WORK REQUIRED - Looking through the listing that follows, count every line with the string "pools" and state the number alone.

DATA FOR THE TASK -
╭──
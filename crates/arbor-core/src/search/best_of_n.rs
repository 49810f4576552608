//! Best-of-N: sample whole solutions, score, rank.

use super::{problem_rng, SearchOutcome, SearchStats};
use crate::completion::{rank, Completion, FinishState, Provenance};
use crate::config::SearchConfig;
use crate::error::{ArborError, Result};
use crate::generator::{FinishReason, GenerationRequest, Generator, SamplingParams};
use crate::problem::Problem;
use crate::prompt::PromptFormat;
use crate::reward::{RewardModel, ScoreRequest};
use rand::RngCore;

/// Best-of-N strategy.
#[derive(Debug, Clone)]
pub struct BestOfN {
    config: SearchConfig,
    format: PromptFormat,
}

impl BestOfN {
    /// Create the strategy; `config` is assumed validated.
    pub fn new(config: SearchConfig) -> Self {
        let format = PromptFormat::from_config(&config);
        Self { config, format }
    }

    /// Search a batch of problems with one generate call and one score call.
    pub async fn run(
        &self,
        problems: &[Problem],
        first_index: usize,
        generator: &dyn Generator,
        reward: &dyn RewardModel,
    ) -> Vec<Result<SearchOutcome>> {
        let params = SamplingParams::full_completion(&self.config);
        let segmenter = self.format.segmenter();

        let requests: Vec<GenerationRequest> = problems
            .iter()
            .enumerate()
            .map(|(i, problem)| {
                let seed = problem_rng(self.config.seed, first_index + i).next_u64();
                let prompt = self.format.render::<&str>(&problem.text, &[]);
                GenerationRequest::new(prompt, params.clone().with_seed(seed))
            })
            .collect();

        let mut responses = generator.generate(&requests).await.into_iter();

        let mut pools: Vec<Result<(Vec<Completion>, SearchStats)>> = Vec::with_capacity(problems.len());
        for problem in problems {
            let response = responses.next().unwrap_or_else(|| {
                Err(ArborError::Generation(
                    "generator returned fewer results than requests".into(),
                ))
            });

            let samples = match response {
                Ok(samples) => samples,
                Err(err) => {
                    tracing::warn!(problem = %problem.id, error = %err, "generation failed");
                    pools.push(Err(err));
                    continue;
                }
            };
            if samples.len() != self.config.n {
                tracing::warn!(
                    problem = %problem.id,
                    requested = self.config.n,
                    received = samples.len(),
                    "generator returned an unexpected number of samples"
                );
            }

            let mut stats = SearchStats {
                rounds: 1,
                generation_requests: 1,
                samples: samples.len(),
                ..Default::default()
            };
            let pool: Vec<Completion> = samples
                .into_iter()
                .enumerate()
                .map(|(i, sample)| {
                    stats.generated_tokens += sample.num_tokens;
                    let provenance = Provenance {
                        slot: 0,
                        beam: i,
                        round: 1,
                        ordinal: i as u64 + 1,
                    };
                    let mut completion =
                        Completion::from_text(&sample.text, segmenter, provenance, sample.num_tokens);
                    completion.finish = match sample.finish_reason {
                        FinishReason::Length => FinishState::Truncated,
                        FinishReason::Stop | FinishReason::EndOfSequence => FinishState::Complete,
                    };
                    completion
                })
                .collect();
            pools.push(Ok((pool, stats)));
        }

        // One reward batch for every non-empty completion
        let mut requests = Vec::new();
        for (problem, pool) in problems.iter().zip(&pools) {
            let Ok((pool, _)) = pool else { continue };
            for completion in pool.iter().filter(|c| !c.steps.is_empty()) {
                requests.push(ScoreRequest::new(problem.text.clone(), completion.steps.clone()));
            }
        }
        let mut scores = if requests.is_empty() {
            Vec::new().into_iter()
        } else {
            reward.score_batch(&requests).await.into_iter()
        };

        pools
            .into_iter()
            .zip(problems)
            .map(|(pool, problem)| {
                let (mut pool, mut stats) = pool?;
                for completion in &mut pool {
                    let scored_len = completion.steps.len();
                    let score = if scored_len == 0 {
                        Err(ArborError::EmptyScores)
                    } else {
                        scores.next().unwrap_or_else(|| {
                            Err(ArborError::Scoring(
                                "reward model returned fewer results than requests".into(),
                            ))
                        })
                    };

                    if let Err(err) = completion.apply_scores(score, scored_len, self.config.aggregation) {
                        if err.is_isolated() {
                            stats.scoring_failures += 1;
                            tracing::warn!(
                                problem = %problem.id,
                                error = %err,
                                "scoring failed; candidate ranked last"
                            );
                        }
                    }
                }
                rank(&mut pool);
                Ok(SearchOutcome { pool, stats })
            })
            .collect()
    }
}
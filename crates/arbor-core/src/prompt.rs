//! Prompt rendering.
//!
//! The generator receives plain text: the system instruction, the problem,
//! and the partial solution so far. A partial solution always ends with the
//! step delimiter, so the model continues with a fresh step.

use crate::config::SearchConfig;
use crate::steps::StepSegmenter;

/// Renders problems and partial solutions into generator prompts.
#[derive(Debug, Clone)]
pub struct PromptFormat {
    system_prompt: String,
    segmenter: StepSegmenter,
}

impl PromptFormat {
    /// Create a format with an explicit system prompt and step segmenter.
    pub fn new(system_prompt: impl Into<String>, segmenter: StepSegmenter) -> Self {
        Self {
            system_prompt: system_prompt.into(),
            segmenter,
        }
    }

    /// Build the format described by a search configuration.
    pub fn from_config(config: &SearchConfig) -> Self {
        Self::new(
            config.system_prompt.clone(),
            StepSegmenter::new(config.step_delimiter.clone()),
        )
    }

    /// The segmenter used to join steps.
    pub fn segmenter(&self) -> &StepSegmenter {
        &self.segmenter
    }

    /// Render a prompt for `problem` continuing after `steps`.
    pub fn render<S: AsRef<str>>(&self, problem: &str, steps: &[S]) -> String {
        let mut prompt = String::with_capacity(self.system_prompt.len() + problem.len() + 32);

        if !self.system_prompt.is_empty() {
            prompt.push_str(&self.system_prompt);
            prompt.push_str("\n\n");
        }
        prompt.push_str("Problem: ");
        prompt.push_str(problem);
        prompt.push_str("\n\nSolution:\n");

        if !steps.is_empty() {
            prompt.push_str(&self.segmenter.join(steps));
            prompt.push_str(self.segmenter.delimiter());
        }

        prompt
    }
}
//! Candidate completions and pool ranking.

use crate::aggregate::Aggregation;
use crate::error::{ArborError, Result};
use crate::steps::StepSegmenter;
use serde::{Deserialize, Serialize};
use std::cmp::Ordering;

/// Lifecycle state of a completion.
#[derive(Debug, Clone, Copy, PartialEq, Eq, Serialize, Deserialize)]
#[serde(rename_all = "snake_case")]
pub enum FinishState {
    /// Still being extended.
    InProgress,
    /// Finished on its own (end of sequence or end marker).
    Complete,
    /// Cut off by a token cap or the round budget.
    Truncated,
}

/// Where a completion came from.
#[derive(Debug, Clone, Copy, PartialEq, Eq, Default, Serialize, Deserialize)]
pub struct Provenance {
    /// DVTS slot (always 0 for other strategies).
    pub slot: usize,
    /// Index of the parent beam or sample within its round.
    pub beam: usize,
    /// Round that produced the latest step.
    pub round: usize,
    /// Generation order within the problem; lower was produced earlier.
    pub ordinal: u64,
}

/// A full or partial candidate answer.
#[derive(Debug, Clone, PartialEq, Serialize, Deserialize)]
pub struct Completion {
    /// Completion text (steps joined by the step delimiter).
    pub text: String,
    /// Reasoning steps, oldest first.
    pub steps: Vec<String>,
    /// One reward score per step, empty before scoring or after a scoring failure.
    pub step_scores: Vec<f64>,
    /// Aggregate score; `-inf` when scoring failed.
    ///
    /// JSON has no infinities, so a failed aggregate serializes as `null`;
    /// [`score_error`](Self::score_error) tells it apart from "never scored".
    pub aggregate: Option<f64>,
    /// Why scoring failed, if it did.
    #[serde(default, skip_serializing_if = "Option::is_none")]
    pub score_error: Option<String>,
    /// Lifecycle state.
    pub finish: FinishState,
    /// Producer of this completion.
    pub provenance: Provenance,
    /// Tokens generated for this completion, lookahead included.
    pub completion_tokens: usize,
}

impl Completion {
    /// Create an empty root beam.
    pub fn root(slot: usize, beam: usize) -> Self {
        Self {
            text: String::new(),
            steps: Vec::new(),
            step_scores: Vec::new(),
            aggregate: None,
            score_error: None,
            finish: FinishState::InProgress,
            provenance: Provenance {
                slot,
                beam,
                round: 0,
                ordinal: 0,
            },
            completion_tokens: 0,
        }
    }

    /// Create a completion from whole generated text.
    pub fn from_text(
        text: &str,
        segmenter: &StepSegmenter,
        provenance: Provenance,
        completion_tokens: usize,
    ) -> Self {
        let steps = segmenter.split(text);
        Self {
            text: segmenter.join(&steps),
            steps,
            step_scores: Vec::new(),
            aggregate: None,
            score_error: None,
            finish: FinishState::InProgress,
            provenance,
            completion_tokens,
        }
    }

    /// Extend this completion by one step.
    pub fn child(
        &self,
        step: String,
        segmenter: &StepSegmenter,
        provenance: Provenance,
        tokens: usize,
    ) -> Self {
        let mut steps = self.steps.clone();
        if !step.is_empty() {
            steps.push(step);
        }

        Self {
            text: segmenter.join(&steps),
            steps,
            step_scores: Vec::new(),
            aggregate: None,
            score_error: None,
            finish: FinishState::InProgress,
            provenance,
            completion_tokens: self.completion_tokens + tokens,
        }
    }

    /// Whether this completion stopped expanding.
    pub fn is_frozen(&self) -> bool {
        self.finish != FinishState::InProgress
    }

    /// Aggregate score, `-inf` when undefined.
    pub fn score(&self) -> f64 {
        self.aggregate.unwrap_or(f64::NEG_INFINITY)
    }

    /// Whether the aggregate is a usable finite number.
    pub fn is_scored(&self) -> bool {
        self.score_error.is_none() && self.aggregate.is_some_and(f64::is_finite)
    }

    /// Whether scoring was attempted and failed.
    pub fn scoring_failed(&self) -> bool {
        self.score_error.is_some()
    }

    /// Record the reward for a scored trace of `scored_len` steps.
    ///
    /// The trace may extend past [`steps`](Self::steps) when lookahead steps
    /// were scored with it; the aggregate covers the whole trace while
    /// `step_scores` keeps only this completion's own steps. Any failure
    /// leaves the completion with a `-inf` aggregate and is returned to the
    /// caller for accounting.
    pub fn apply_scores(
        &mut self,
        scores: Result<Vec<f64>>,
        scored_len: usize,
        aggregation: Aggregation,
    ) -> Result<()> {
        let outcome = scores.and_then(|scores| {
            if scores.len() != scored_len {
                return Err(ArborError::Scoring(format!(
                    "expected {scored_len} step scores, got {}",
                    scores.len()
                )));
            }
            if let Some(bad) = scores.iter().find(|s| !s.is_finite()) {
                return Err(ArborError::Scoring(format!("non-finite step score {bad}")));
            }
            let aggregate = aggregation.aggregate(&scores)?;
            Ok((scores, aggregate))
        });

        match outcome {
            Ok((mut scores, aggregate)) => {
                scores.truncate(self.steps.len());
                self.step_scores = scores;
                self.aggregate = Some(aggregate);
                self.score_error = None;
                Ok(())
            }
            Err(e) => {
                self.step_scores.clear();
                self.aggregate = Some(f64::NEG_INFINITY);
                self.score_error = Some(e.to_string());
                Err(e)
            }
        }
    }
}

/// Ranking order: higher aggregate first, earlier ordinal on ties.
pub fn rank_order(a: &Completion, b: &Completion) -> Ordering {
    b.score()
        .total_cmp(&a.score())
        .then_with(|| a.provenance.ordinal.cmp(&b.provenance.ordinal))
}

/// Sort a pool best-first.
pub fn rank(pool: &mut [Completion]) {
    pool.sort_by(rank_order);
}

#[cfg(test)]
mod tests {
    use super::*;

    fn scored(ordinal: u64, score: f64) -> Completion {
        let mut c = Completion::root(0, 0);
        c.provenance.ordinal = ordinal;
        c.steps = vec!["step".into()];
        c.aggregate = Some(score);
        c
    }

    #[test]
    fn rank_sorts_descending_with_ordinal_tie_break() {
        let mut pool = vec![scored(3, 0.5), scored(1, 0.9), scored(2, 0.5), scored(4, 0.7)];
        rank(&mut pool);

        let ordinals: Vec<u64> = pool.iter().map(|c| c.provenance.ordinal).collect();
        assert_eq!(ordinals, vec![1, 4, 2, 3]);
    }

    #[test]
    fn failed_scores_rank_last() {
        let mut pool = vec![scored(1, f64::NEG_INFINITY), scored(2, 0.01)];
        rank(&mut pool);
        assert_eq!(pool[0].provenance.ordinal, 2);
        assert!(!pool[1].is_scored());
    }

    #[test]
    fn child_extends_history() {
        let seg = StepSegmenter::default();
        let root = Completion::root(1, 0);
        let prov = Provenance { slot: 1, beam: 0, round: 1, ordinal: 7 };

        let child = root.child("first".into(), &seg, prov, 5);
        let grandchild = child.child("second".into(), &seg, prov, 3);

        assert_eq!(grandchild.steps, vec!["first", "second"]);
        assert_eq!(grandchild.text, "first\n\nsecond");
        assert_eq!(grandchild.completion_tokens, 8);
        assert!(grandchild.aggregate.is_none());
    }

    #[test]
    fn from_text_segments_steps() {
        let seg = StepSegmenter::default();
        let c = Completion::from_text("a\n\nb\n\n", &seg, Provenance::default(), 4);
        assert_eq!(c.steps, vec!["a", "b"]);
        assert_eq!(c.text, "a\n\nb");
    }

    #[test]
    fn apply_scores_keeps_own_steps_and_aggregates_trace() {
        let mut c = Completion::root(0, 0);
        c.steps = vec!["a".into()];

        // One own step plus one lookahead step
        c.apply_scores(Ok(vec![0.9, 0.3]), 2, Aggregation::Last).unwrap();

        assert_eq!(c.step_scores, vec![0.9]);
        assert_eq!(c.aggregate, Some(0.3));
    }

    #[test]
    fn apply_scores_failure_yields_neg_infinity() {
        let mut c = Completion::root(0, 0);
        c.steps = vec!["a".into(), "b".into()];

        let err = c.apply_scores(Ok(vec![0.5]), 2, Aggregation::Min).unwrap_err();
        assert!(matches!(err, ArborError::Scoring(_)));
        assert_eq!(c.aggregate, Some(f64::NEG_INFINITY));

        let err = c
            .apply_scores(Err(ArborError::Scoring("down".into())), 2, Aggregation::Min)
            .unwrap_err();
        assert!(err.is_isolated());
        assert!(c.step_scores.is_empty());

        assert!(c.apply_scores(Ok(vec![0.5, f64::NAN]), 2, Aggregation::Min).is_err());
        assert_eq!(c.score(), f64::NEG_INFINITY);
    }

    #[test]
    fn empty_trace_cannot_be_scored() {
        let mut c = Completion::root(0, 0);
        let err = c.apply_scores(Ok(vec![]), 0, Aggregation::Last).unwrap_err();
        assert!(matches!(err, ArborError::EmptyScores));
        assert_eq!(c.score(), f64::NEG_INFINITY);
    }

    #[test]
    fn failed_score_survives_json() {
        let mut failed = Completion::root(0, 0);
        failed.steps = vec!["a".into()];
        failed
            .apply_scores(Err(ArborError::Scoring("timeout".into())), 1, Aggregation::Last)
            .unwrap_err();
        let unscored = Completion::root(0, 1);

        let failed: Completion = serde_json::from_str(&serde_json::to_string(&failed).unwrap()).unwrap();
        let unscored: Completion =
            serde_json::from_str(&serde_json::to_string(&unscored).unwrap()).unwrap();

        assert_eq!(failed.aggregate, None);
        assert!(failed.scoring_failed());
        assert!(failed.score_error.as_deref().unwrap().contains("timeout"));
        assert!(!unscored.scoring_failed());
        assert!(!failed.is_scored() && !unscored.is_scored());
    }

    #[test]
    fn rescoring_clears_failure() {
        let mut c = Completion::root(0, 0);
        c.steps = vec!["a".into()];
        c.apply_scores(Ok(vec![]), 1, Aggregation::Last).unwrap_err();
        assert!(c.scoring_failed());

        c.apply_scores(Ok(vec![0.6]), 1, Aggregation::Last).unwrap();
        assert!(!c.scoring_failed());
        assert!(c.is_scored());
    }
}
╰──
RESPONSE FOR THIS EXERCISE - 5